• _Extracted records_
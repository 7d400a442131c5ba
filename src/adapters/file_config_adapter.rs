//! INI file configuration adapter.

use crate::ports::config_port::ConfigPort;
use configparser::ini::Ini;
use std::path::Path;

pub struct FileConfigAdapter {
    config: Ini,
}

impl FileConfigAdapter {
    pub fn from_file<P: AsRef<Path>>(path: P) -> std::io::Result<Self> {
        let mut config = Ini::new();
        config.load(path).map_err(std::io::Error::other)?;
        Ok(Self { config })
    }

    pub fn from_string(content: &str) -> Result<Self, String> {
        let mut config = Ini::new();
        config.read(content.to_string())?;
        Ok(Self { config })
    }

    fn parse_bool(value: &str) -> Option<bool> {
        match value.trim().to_lowercase().as_str() {
            "true" | "yes" | "on" | "1" => Some(true),
            "false" | "no" | "off" | "0" => Some(false),
            _ => None,
        }
    }
}

impl ConfigPort for FileConfigAdapter {
    fn get_string(&self, section: &str, key: &str) -> Option<String> {
        self.config.get(section, key)
    }

    fn get_bool(&self, section: &str, key: &str, default: bool) -> bool {
        self.config
            .get(section, key)
            .as_deref()
            .and_then(Self::parse_bool)
            .unwrap_or(default)
    }
}
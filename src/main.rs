use clap::Parser;
use trendband::cli::{run, Cli};
use tracing_subscriber::EnvFilter;

fn main() -> std::process::ExitCode {
    tracing_subscriber::fmt()
        .with_env_filter(
            EnvFilter::try_from_default_env().unwrap_or_else(|_| EnvFilter::new("info")),
        )
        .with_writer(std::io::stderr)
        .with_target(false)
        .init();

    run(Cli::parse())
}
//! Daily allocation signal engine.
//!
//! For each ticker and each configured window the latest close is compared
//! against the upper band `SMA(w) * (1 + N)`. Every strict break earns one
//! point; the point count is mapped to an exposure scalar and multiplied by
//! the ticker's base weight. Whatever is not invested is held as cash.
//!
//! Scores are recomputed from scratch each day. There is no lower-band exit
//! and no memory of the previous day's invested/flat state.

use crate::domain::band::{Band, BandPosition};
use crate::domain::error::TrendbandError;
use crate::domain::price_table::PriceTable;
use crate::domain::strategy::StrategyConfig;
use chrono::NaiveDate;

pub const CASH: &str = "Cash";

#[derive(Debug, Clone, PartialEq)]
pub struct BandReading {
    pub band: Band,
    pub position: BandPosition,
}

impl BandReading {
    pub fn scored(&self) -> bool {
        self.position == BandPosition::Above
    }
}

#[derive(Debug, Clone, PartialEq)]
pub struct TickerSignal {
    pub ticker: String,
    pub latest: f64,
    pub prior: Option<f64>,
    pub score: usize,
    pub scalar: f64,
    pub base_weight: f64,
    pub weight: f64,
    pub readings: Vec<BandReading>,
}

#[derive(Debug, Clone, PartialEq)]
pub struct DailyAllocation {
    pub target_date: NaiveDate,
    pub effective_date: NaiveDate,
    pub signals: Vec<TickerSignal>,
    pub cash: f64,
    /// Return earned from the prior row to the effective row by the
    /// allocation computed here.
    pub prior_return: f64,
}

impl DailyAllocation {
    /// Ticker weights in configuration order, followed by the cash entry.
    pub fn weights(&self) -> Vec<(String, f64)> {
        self.signals
            .iter()
            .map(|s| (s.ticker.clone(), s.weight))
            .chain(std::iter::once((CASH.to_string(), self.cash)))
            .collect()
    }

    pub fn weight_of(&self, name: &str) -> Option<f64> {
        if name == CASH {
            return Some(self.cash);
        }
        self.signals
            .iter()
            .find(|s| s.ticker == name)
            .map(|s| s.weight)
    }

    pub fn invested(&self) -> f64 {
        self.signals.iter().map(|s| s.weight).sum()
    }
}

/// Compute the allocation for `target_date`, using the latest row dated on
/// or before it.
pub fn compute_allocation(
    table: &PriceTable,
    target_date: NaiveDate,
    config: &StrategyConfig,
) -> Result<DailyAllocation, TrendbandError> {
    let no_data = || TrendbandError::NoData {
        target: target_date.to_string(),
    };
    if table.is_empty() {
        return Err(no_data());
    }
    let index = table.effective_index(target_date).ok_or_else(no_data)?;

    let mut allocation = allocation_at(table, index, config)?;
    allocation.target_date = target_date;
    Ok(allocation)
}

/// Compute the allocation as of table row `index`.
pub fn allocation_at(
    table: &PriceTable,
    index: usize,
    config: &StrategyConfig,
) -> Result<DailyAllocation, TrendbandError> {
    let effective_date = table.dates()[index];
    let rows = index + 1;
    let required = config.required_rows();
    if rows < required {
        return Err(TrendbandError::InsufficientHistory { rows, required });
    }

    let prior_index = index.checked_sub(1);
    let mut signals = Vec::with_capacity(config.assets.len());

    for asset in &config.assets {
        let column = table
            .column_index(&asset.ticker)
            .ok_or_else(|| TrendbandError::NoData {
                target: effective_date.to_string(),
            })?;
        let history = table.history(column, index);
        let latest = table.close(column, index);

        let readings = score_readings(history, latest, &config.bands.windows, config.bands.width)
            .ok_or(TrendbandError::InsufficientHistory { rows, required })?;
        let score = readings.iter().filter(|r| r.scored()).count();
        let scalar = config
            .score_map
            .scalar_for(score)
            .ok_or_else(|| TrendbandError::UnmappedScore {
                ticker: asset.ticker.clone(),
                score,
            })?;

        signals.push(TickerSignal {
            ticker: asset.ticker.clone(),
            latest,
            prior: prior_index.map(|p| table.close(column, p)),
            score,
            scalar,
            base_weight: asset.base_weight,
            weight: scalar * asset.base_weight,
            readings,
        });
    }

    let invested: f64 = signals.iter().map(|s| s.weight).sum();
    let prior_return = signals
        .iter()
        .filter_map(|s| s.prior.map(|prior| s.weight * (s.latest / prior - 1.0)))
        .sum();

    tracing::debug!(
        date = %effective_date,
        invested,
        prior_return,
        "allocation computed"
    );

    Ok(DailyAllocation {
        target_date: effective_date,
        effective_date,
        signals,
        cash: 1.0 - invested,
        prior_return,
    })
}

/// One reading per window, in window order. `None` if any window is longer
/// than the available history.
pub fn score_readings(
    history: &[f64],
    latest: f64,
    windows: &[usize],
    width: f64,
) -> Option<Vec<BandReading>> {
    windows
        .iter()
        .map(|&window| {
            Band::compute(history, window, width).map(|band| BandReading {
                band,
                position: band.position(latest),
            })
        })
        .collect()
}

/// Return earned by holding the allocation's ticker weights from row `from`
/// to row `to`. Cash earns nothing.
pub fn holding_return(
    table: &PriceTable,
    allocation: &DailyAllocation,
    from: usize,
    to: usize,
) -> f64 {
    allocation
        .signals
        .iter()
        .filter_map(|s| {
            table
                .column_index(&s.ticker)
                .map(|c| s.weight * (table.close(c, to) / table.close(c, from) - 1.0))
        })
        .sum()
}
//! Port traits implemented by adapters.

pub mod config_port;
pub mod price_port;
pub mod report_port;
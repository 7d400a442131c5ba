//! Core domain types and logic.

pub mod band;
pub mod config_validation;
pub mod error;
pub mod metrics;
pub mod price_table;
pub mod replay;
pub mod schedule;
pub mod signal;
pub mod strategy;
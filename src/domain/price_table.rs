//! Date-aligned closing price table.
//!
//! Prices arrive per ticker as `PricePoint` series; `PriceTable` aligns them
//! on a shared, strictly increasing date axis and drops every date that is
//! missing a price for any ticker. Closes are stored column-major so a
//! ticker's trailing window is a contiguous slice.

use chrono::NaiveDate;
use std::collections::{BTreeMap, HashMap};

#[derive(Debug, Clone, Copy, PartialEq)]
pub struct PricePoint {
    pub date: NaiveDate,
    pub close: f64,
}

#[derive(Debug, Clone, PartialEq)]
pub struct PriceTable {
    tickers: Vec<String>,
    dates: Vec<NaiveDate>,
    columns: Vec<Vec<f64>>,
}

impl PriceTable {
    /// Align per-ticker series into a table whose columns follow `tickers`.
    /// A ticker absent from `series` leaves the table empty.
    pub fn from_series(tickers: &[String], series: &HashMap<String, Vec<PricePoint>>) -> Self {
        let mut by_date: BTreeMap<NaiveDate, Vec<Option<f64>>> = BTreeMap::new();

        for (col, ticker) in tickers.iter().enumerate() {
            let Some(points) = series.get(ticker) else {
                continue;
            };
            for point in points {
                let row = by_date
                    .entry(point.date)
                    .or_insert_with(|| vec![None; tickers.len()]);
                row[col] = Some(point.close);
            }
        }

        Self::from_rows(tickers.to_vec(), by_date)
    }

    /// Build from date-keyed rows; rows with any missing value are dropped.
    pub fn from_rows<I>(tickers: Vec<String>, rows: I) -> Self
    where
        I: IntoIterator<Item = (NaiveDate, Vec<Option<f64>>)>,
    {
        let sorted: BTreeMap<NaiveDate, Vec<Option<f64>>> = rows.into_iter().collect();
        let mut dates = Vec::with_capacity(sorted.len());
        let mut columns = vec![Vec::with_capacity(sorted.len()); tickers.len()];

        for (date, row) in sorted {
            if row.len() != tickers.len() || row.iter().any(Option::is_none) {
                continue;
            }
            dates.push(date);
            for (col, value) in row.into_iter().flatten().enumerate() {
                columns[col].push(value);
            }
        }

        Self {
            tickers,
            dates,
            columns,
        }
    }

    pub fn tickers(&self) -> &[String] {
        &self.tickers
    }

    pub fn dates(&self) -> &[NaiveDate] {
        &self.dates
    }

    pub fn len(&self) -> usize {
        self.dates.len()
    }

    pub fn is_empty(&self) -> bool {
        self.dates.is_empty()
    }

    pub fn first_date(&self) -> Option<NaiveDate> {
        self.dates.first().copied()
    }

    pub fn last_date(&self) -> Option<NaiveDate> {
        self.dates.last().copied()
    }

    pub fn column_index(&self, ticker: &str) -> Option<usize> {
        self.tickers.iter().position(|t| t == ticker)
    }

    /// Index of the latest row dated on or before `target`.
    pub fn effective_index(&self, target: NaiveDate) -> Option<usize> {
        self.dates.partition_point(|d| *d <= target).checked_sub(1)
    }

    pub fn close(&self, column: usize, row: usize) -> f64 {
        self.columns[column][row]
    }

    /// The `window` closes of `column` ending at and including row `end`,
    /// or `None` when fewer rows exist.
    pub fn trailing(&self, column: usize, end: usize, window: usize) -> Option<&[f64]> {
        if window == 0 || end >= self.dates.len() || end + 1 < window {
            return None;
        }
        Some(&self.columns[column][end + 1 - window..=end])
    }

    /// All closes of `column` up to and including row `end`.
    pub fn history(&self, column: usize, end: usize) -> &[f64] {
        &self.columns[column][..=end]
    }
}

• _Prompt_
For this listing, copy out every line that includes the word "width".

• _Answer box_
        let readings = score_readings(history, latest, &config.bands.windows, config.bands.width)
    width: f64,
            Band::compute(history, window, width).map(|band| BandReading {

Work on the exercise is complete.